Segment Start: Task input

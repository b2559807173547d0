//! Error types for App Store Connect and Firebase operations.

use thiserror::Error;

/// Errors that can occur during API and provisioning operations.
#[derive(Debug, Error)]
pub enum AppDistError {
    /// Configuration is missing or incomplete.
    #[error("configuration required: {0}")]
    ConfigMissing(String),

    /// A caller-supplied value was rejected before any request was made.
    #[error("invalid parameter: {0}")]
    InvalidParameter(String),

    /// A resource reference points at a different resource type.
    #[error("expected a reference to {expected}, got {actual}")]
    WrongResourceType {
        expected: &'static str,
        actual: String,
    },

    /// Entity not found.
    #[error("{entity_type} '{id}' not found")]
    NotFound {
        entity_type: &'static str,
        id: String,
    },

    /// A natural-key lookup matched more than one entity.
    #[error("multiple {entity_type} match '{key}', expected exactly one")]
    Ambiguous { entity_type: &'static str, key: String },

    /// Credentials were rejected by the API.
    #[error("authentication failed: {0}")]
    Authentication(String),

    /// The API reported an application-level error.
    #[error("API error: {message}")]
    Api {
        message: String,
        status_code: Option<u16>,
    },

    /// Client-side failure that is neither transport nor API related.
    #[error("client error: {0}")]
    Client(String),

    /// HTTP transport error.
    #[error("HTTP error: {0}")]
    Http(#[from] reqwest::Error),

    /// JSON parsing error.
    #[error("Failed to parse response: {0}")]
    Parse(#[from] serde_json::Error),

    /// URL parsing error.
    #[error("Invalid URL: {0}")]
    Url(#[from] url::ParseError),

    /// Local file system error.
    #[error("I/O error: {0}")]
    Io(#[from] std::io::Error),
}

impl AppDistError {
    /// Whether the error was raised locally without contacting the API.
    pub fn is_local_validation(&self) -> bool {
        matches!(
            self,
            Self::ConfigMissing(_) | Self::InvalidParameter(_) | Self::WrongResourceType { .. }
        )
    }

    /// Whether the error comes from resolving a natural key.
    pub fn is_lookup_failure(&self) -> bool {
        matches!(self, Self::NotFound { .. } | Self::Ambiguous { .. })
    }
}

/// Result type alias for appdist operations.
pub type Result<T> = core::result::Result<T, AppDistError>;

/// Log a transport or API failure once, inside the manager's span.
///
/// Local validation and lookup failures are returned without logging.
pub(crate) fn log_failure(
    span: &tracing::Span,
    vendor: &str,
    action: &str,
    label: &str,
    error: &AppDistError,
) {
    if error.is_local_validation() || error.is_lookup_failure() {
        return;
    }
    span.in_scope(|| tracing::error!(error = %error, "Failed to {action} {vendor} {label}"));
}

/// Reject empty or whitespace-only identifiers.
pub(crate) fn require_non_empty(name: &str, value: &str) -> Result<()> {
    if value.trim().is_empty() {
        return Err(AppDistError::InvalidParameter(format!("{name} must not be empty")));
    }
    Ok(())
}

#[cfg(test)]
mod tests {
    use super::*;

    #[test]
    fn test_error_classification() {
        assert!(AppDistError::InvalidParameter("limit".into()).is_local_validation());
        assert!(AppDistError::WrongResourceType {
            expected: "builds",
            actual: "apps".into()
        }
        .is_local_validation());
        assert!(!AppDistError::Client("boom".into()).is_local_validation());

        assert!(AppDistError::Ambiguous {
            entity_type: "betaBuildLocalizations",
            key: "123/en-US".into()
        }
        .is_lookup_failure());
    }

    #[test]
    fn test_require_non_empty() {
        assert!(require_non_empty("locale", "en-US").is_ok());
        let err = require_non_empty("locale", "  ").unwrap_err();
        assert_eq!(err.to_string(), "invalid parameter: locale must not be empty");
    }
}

Segment End: Task input

▸ **Prompt**
Copy out, from the data above, every line holding the word "WrongResourceType".

▸ **Answer below**
    WrongResourceType {
            Self::ConfigMissing(_) | Self::InvalidParameter(_) | Self::WrongResourceType { .. }
        assert!(AppDistError::WrongResourceType {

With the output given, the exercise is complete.